FORT WORTH, Texas (BP)–As the missionary spoke about Colombia, Violet knew God was calling her to go to the South American country, but she didn’t know how she could break the news to her newlywed husband.
“I can’t go forward. I can’t go off and leave Don,” she told herself. But the Holy Spirit insisted. “I couldn’t keep from going out in the aisle. It was just like the Holy Spirit took me and led me down the aisle,” she said.
Violet was not alone in the aisle. Her husband, who had come to the service separately, was there too.
“We met at the aisle,” she remembered fondly.
On April 19, 1951, Donald and Violet Orr became the first music missionaries appointed by the Southern Baptist Convention’s International Mission Board.
The Orrs, both graduates of the church music program at Southwestern Baptist Theological Seminary in Fort Worth, Texas, returned to the school during the seminary’s annual Church Music Workshop Feb. 15-19.
In the 1940s, Violet had just graduated from Baylor University in Waco, Texas, and was considering an opportunity to tour with a San Francisco opera company.
Her father, a Baptist minister, discouraged her from doing that.
“He helped me see that was not the best thing for me. About that time, the Lord called me into special service in music,” she recalled.
She had heard about Southwestern and took a bus to Fort Worth “with about $30 in my pocket … without a job, without anything.”
After enrolling, she decided to audition with the Southwestern Singers, the seminary’s a cappella choir. When she arrived at Cowden Hall, the seminary’s music building, for the audition, she saw Donald for the first time.

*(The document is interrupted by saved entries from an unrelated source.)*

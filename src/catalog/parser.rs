//! Parser for the raw tab-separated locations catalog.
//!
//! Layout after the fixed header, one record per line:
//!
//! ```text
//! Name (YYYY) {episode}<TAB>...<TAB>Location[<TAB>(notes)]
//! ```
//!
//! The location is the last field, or the second-to-last when the line ends
//! in a parenthesised notes field.

use super::error::ParseError;
use super::loader::{CatalogOptions, Dataset};
use super::record::FilmRecord;
use std::io::{self, BufRead};
use tracing::debug;

/// Header lines at the top of the catalog file.
pub const DEFAULT_HEADER_LINES: usize = 14;

/// Parse one catalog line (with or without its line terminator).
pub fn parse_line(line: &str) -> Result<FilmRecord, ParseError> {
    let line = line.trim_end_matches(['\r', '\n']);
    let fields: Vec<&str> = line.split('\t').collect();
    if fields.len() < 2 {
        return Err(ParseError::MissingFields);
    }

    let location = if line.ends_with(')') && fields.len() >= 3 {
        fields[fields.len() - 2]
    } else {
        fields[fields.len() - 1]
    };
    let location = location.trim();
    if location.is_empty() {
        return Err(ParseError::EmptyLocation);
    }

    let (name, year) = split_name_year(fields[0])?;
    Ok(FilmRecord::new(name, year, location))
}

/// `"Title" (1999) {Episode}` → (`"Title"`, 1999)
fn split_name_year(field: &str) -> Result<(&str, u16), ParseError> {
    let open = field.find('(').ok_or(ParseError::MissingYear)?;
    let name = field[..open].trim_end();
    if name.is_empty() {
        return Err(ParseError::EmptyName);
    }

    let after = &field[open + 1..];
    let token = after.get(..4).unwrap_or(after);
    if token.len() != 4 || !token.bytes().all(|b| b.is_ascii_digit()) {
        return Err(ParseError::InvalidYear(token.to_string()));
    }
    let year = token
        .parse()
        .map_err(|_| ParseError::InvalidYear(token.to_string()))?;
    Ok((name, year))
}

/// Parse a whole catalog stream: skip the header, keep good lines, count bad
/// ones. Bytes that are not UTF-8 are decoded lossily.
pub fn parse_catalog<R: BufRead>(reader: R, opts: &CatalogOptions) -> io::Result<Dataset> {
    let mut dataset = Dataset::default();

    for (idx, chunk) in reader.split(b'\n').enumerate() {
        let bytes = chunk?;
        if idx < opts.header_lines {
            continue;
        }
        let line = String::from_utf8_lossy(&bytes);
        if line.trim().is_empty() {
            continue;
        }

        match parse_line(&line) {
            Ok(record) => {
                dataset.records.push(record);
                if opts.limit.is_some_and(|n| dataset.records.len() >= n) {
                    break;
                }
            }
            Err(e) => {
                debug!(line = idx + 1, error = %e, "skipping malformed catalog line");
                dataset.skipped += 1;
            }
        }
    }

    Ok(dataset)
}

“I saw him stand up in his Air Force uniform,” she recalled with a smile. “He had just come back from the war. He became my hero.
“Little by little, we got acquainted,” she said. Soon after they were married.
The day they answered God’s call to missions, they were not able to sit together during the seminary’s chapel service because they had come from different classes. The speaker was a missionary to Colombia.
“He said, ‘We need a couple trained in church music to come and teach our people how to use music, how to worship God through music and how to reach people through music,'” Donald recounted.
Donald began remembering all of the narrow escapes from death he had had as a fighter pilot during World War II.
“All of the sudden,” he said, “the Lord spoke to me and said, ‘That is what I saved you for.'”
Donald said he didn’t hear any more of the presentation as he “discussed” the matter with the Lord.
“I’ve never thought about being a missionary,” he remembered thinking to himself, as questions raced through his head. “I’ve never even spoken to my wife about this. What would she say?”
Violet was deep in her own thoughts.
“I was hanging on to the seat in front of me,” she said. “When I was 13 years old, I had actually surrendered to be a missionary. When my music became the greatest part of my life, I did not see how I could become a missionary because I had never heard of a music missionary and I knew God wanted me to use my music.”
What began as a lonely walk down the aisle, suddenly changed as they saw each other. The way God called them independently to minister together was something the Orrs learned to hang on to during tough times on the mission field.
“When it got tough overseas and we had three revolutions that we went through and many, many narrow escapes, and other different difficulties, it was always comforting knowing that God brought us both in his own way to surrender to missions,” Violet said.
She recalled people stoning her and her husband and churches being burned.
“There was a lot of persecution,” she said. “They looked down upon Baptists and had nothing to do with them.”
Relying on God and trusting his call, the Orrs persevered and broke new ground in Colombia. Their music was a key that God used to open doors that were locked to other evangelicals who were not accepted by the people.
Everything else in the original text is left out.